◆ **EXERCISE REQUIREMENTS**
From the listing below, copy only the lines from the line that contains "use std::time::Duration;" to the line that contains "pub fn storage_root(&self)", counting those two lines as part of the copy.

◆ **SOURCE DATA**
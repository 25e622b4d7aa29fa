#![allow(dead_code)]

use std::path::{Path, PathBuf};
use std::sync::Arc;
use std::time::Duration;

use async_trait::async_trait;
use jtr_protocol::{TestIdentity, TestItem, TestKind};
use jtr_runner::{BoxError, ClasspathResolver, SessionEnv};
use tempfile::TempDir;

pub struct StaticClasspath(pub Vec<PathBuf>);

#[async_trait]
impl ClasspathResolver for StaticClasspath {
    async fn resolve(&self, _project: &str, _tests: &[TestItem]) -> Result<Vec<PathBuf>, BoxError> {
        Ok(self.0.clone())
    }
}

pub struct FailingClasspath;

#[async_trait]
impl ClasspathResolver for FailingClasspath {
    async fn resolve(&self, project: &str, _tests: &[TestItem]) -> Result<Vec<PathBuf>, BoxError> {
        Err(format!("project {project} is not imported").into())
    }
}

/// A java home running `script`, a runner jar, and a storage root, all in temp dirs.
pub struct Fixture {
    pub java_home: TempDir,
    pub scratch: TempDir,
    pub env: SessionEnv,
}

impl Fixture {
    pub fn new(script: &str) -> Self {
        let java_home = jtr_test_utils::fake_java_home(script).unwrap();
        let scratch = tempfile::tempdir().unwrap();
        let jar = jtr_test_utils::runner_jar(scratch.path()).unwrap();
        let env = SessionEnv::new(
            java_home.path(),
            jar,
            scratch.path().join("storage"),
            Arc::new(StaticClasspath(vec![PathBuf::from("/project/classes")])),
        );
        Self {
            java_home,
            scratch,
            env,
        }
    }

    pub fn home(&self) -> &Path {
        self.java_home.path()
    }

    pub fn storage_root(&self) -> PathBuf {
        self.scratch.path().join("storage")
    }
}

pub fn method(kind: TestKind, class: &str, method: &str) -> TestItem {
    TestItem::method(TestIdentity::new("demo", class, method), kind)
}

/// Polls until `path` has a complete line in it, and returns that line.
pub async fn wait_for_file(path: &Path) -> String {
    loop {
        if let Ok(contents) = std::fs::read_to_string(path) {
            if let Some((line, _)) = contents.split_once('\n') {
                return line.to_owned();
            }
        }
        tokio::time::sleep(Duration::from_millis(10)).await;
    }
}

/// Whether `pid` is a live (not zombie) process.
#[cfg(unix)]
pub fn process_alive(pid: &str) -> bool {
    let pid = pid.trim();
    let proc_stat = Path::new("/proc").join(pid).join("stat");
    if Path::new("/proc/self").exists() {
        return match std::fs::read_to_string(proc_stat) {
            Ok(stat) => stat
                .rsplit_once(')')
                .and_then(|(_, rest)| rest.trim_start().chars().next())
                .map_or(false, |state| state != 'Z' && state != 'X'),
            Err(_) => false,
        };
    }
    std::process::Command::new("kill")
        .args(["-0", pid])
        .stderr(std::process::Stdio::null())
        .status()
        .map(|status| status.success())
        .unwrap_or(false)
}

/// Waits until `pid` is gone, allowing time for it to be reaped.
#[cfg(unix)]
pub async fn wait_for_exit(pid: &str) {
    while process_alive(pid) {
        tokio::time::sleep(Duration::from_millis(20)).await;
    }
}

◆ **RESPONSE TO THE EXERCISE**
use std::time::Duration;

use async_trait::async_trait;
use jtr_protocol::{TestIdentity, TestItem, TestKind};
use jtr_runner::{BoxError, ClasspathResolver, SessionEnv};
use tempfile::TempDir;

pub struct StaticClasspath(pub Vec<PathBuf>);

#[async_trait]
impl ClasspathResolver for StaticClasspath {
    async fn resolve(&self, _project: &str, _tests: &[TestItem]) -> Result<Vec<PathBuf>, BoxError> {
        Ok(self.0.clone())
    }
}

pub struct FailingClasspath;

#[async_trait]
impl ClasspathResolver for FailingClasspath {
    async fn resolve(&self, project: &str, _tests: &[TestItem]) -> Result<Vec<PathBuf>, BoxError> {
        Err(format!("project {project} is not imported").into())
    }
}

/// A java home running `script`, a runner jar, and a storage root, all in temp dirs.
pub struct Fixture {
    pub java_home: TempDir,
    pub scratch: TempDir,
    pub env: SessionEnv,
}

impl Fixture {
    pub fn new(script: &str) -> Self {
        let java_home = jtr_test_utils::fake_java_home(script).unwrap();
        let scratch = tempfile::tempdir().unwrap();
        let jar = jtr_test_utils::runner_jar(scratch.path()).unwrap();
        let env = SessionEnv::new(
            java_home.path(),
            jar,
            scratch.path().join("storage"),
            Arc::new(StaticClasspath(vec![PathBuf::from("/project/classes")])),
        );
        Self {
            java_home,
            scratch,
            env,
        }
    }

    pub fn home(&self) -> &Path {
        self.java_home.path()
    }

    pub fn storage_root(&self) -> PathBuf {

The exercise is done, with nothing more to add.